# Hoping to notch a tag or two this year



## scott_rn (Sep 11, 2007)

Headed out tomorrow bright and early at the crack of noon, with a chance to notch a deer tag. Mostly a fishing trip, but we might get lucky. The state of alaska sure does like printing up a lot of tags, makes for a really big tag soup.
So far I have a chance at three black bears, one brown, four deer, a sheep, a moose, and caribou. I keep tossing around the idea of chasing a goat too, but I don't think my career, my freezer, our my marriage could take it, glad I didn't put I'm for that utah antlerless elk with my brother.
Good luck to all.


----------



## outdoorser (Jan 14, 2013)

Wow! If your successful on even a couple of your tags, your gonna have a lot of meat in the freezer. Good luck!


----------



## Springville Shooter (Oct 15, 2010)

Have fun you big show off.-----SS


----------



## xxxxxxBirdDogger (Mar 7, 2008)

I'd keep a bear tag and .44 on hand if you are fishing a river in Alaska. You'll see bears once you start hauling in their salmon dinner.

We expect a LOAH type story with photos!


----------



## scott_rn (Sep 11, 2007)

Deer hunting didn't happen, but my wife and kid took turns reeling in a 35 pound halibut.
This last week another former utahan came up from montana to help me chase sheep. Hiked one day, hunted one day, and took two to get out. That ram is little, but delicious. I packed my bow the whole way up and in the end had to use a rifle, 190 yards - 300 win mag.


----------



## Springville Shooter (Oct 15, 2010)

Nice! ......and many moe to come I suspect.-------SS


----------



## outdoorser (Jan 14, 2013)

That's awesome scott!


----------



## scott_rn (Sep 11, 2007)

Now that I'm home, and my hunting season may be cut a bit short due to a complicated pregnancy - here's a bit more of the sheep hunting story.
I scouted from the air a couple of weeks before the season in a husky:



Opening day my buddy flew in and it took us about 24 hours to finish getting everything ready. We actually spotted a black bear behind the range while sighting in a rifle. The next afternoon we traveled about eight miles via rhinoceros.
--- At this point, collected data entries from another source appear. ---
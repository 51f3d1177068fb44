//! rankit engine — rating aggregation and membership-consistency core.
//!
//! The services here hold the invariants the rest of the system relies
//! on: membership and member_count stay in step, item statistics track
//! the rating ledger, deletion never strands dependents, and every
//! authorization check runs before any mutation. All services are
//! generic over the `rankit-core` repository traits.

pub mod cascade;
pub mod config;
pub mod items;
pub mod leaderboard;
pub mod membership;
pub mod ratings;
pub mod reconcile;

pub use cascade::CascadeService;
pub use config::EngineConfig;
pub use items::{ItemService, ItemView};
pub use leaderboard::{LeaderboardService, RankedItem};
pub use membership::MembershipService;
pub use ratings::RatingService;
pub use reconcile::Reconciler;
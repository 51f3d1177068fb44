//! Membership ledger — group creation, join/leave/kick and discovery.
//!
//! All authorization checks happen before any mutation; a rejected
//! operation leaves no partial state behind. The member-set change and
//! the member_count adjustment are a single atomic repository operation,
//! so concurrent joins on the same group cannot lose updates.

use rankit_core::error::{RankError, RankResult};
use rankit_core::models::group::{CreateGroup, Group, GroupSummary};
use rankit_core::repository::{GroupRepository, PaginatedResult, Pagination, UserRepository};
use rankit_core::validate::sanitize;
use tracing::info;
use uuid::Uuid;

use crate::config::EngineConfig;

/// Membership service.
///
/// Generic over repository implementations so the engine has no
/// dependency on the database crate.
pub struct MembershipService<G: GroupRepository, U: UserRepository> {
    groups: G,
    users: U,
    config: EngineConfig,
}

impl<G: GroupRepository, U: UserRepository> MembershipService<G, U> {
    pub fn new(groups: G, users: U, config: EngineConfig) -> Self {
        Self {
            groups,
            users,
            config,
        }
    }

    /// Create a group with `owner` as its sole member and admin.
    pub async fn create_group(
        &self,
        name: &str,
        description: &str,
        owner: Uuid,
    ) -> RankResult<Group> {
        let name = sanitize(name, self.config.group_name_max_len);
        if name.chars().count() < self.config.group_name_min_len {
            return Err(RankError::Validation {
                message: format!(
                    "Group name must be at least {} characters",
                    self.config.group_name_min_len
                ),
            });
        }

        let description = sanitize(description, self.config.description_max_len);
        if description.is_empty() {
            return Err(RankError::Validation {
                message: "Description is required".into(),
            });
        }

        // Confirm the owner exists before creating anything.
        self.users.get_by_id(owner).await?;

        let group = self
            .groups
            .create(CreateGroup {
                name,
                description,
                owner_id: owner,
            })
            .await?;

        self.users.add_group(owner, group.id).await?;

        info!(group_id = %group.id, owner = %owner, "group created");
        Ok(group)
    }

    /// Join a group. Fails with `AlreadyMember` for existing members;
    /// re-joining never double-increments member_count.
    pub async fn join_group(&self, group_id: Uuid, user: Uuid) -> RankResult<()> {
        let added = self.groups.add_member(group_id, user).await?;
        if !added {
            return Err(RankError::AlreadyMember);
        }

        self.users.add_group(user, group_id).await?;
        info!(group_id = %group_id, user = %user, "member joined");
        Ok(())
    }

    /// Leave a group. The owner can never leave.
    pub async fn leave_group(&self, group_id: Uuid, user: Uuid) -> RankResult<()> {
        let group = self.groups.get_by_id(group_id).await?;
        if group.is_owner(user) {
            return Err(RankError::OwnerCannotLeave);
        }

        let removed = self.groups.remove_member(group_id, user).await?;
        if !removed {
            return Err(RankError::NotAMember);
        }

        self.users.remove_group(user, group_id).await?;
        info!(group_id = %group_id, user = %user, "member left");
        Ok(())
    }

    /// Remove `target` from the group on behalf of `actor`.
    ///
    /// Only admins may kick; the owner can never be removed, and admins
    /// can only be removed by leaving voluntarily.
    pub async fn kick_member(
        &self,
        group_id: Uuid,
        target: Uuid,
        actor: Uuid,
    ) -> RankResult<()> {
        let group = self.groups.get_by_id(group_id).await?;

        if !group.is_admin(actor) {
            return Err(RankError::NotAuthorized {
                reason: "only group admins can remove members".into(),
            });
        }
        if group.is_owner(target) {
            return Err(RankError::CannotRemoveOwner);
        }
        if group.is_admin(target) {
            return Err(RankError::CannotRemoveAdmin);
        }

        let removed = self.groups.remove_member(group_id, target).await?;
        if !removed {
            return Err(RankError::NotAMember);
        }

        self.users.remove_group(target, group_id).await?;
        info!(group_id = %group_id, target = %target, actor = %actor, "member kicked");
        Ok(())
    }

    pub async fn is_member(&self, group_id: Uuid, user: Uuid) -> RankResult<bool> {
        self.groups.is_member(group_id, user).await
    }

    pub async fn is_admin(&self, group_id: Uuid, user: Uuid) -> RankResult<bool> {
        self.groups.is_admin(group_id, user).await
    }

    pub async fn get_group(&self, group_id: Uuid) -> RankResult<Group> {
        self.groups.get_by_id(group_id).await
    }

    /// Paginated group discovery, newest first. `search` matches name or
    /// description case-insensitively. `page` is 1-based.
    pub async fn discover(
        &self,
        search: Option<&str>,
        page: u64,
        viewer: Option<Uuid>,
    ) -> RankResult<PaginatedResult<GroupSummary>> {
        let limit = self.config.discover_page_size;
        let offset = page.saturating_sub(1) * limit;

        let result = self
            .groups
            .search(search, Pagination { offset, limit })
            .await?;

        Ok(PaginatedResult {
            items: result
                .items
                .into_iter()
                .map(|g| summarize(g, viewer))
                .collect(),
            total: result.total,
            offset: result.offset,
            limit: result.limit,
        })
    }

    /// Groups the user belongs to, newest first.
    pub async fn groups_for(&self, user: Uuid) -> RankResult<Vec<GroupSummary>> {
        let groups = self.groups.get_user_groups(user).await?;
        Ok(groups
            .into_iter()
            .map(|g| summarize(g, Some(user)))
            .collect())
    }
}

fn summarize(group: Group, viewer: Option<Uuid>) -> GroupSummary {
    let (is_member, is_admin) = match viewer {
        Some(v) => (group.is_member(v), group.is_admin(v)),
        None => (false, false),
    };
    GroupSummary {
        group,
        is_member,
        is_admin,
    }
}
We crashed at the rhino the first night, made our way up the mountain the next morning. It felt like we gained a ton of elevation but really we only camped around 3500' after leaving the atv around 800' elevation. We glassed a little and saw more legal bull moose than I have ever seen before. These were all decent bulls, probably at least have half of them were legal based on the 50"/brow tine rule. Archery moose season was open, and it was tough to pass on legal moose, but we had the goal of getting into sheep country.



The next morning we hiked 10 hours, tried to stay high as we made an approach on where we had seen some rams. We got up to 6000' and came down a ridge where we had seen them before getting socked in the clouds. I got some great advice from a veteran sheep hunter last year, change your socks every time you stop to glass. 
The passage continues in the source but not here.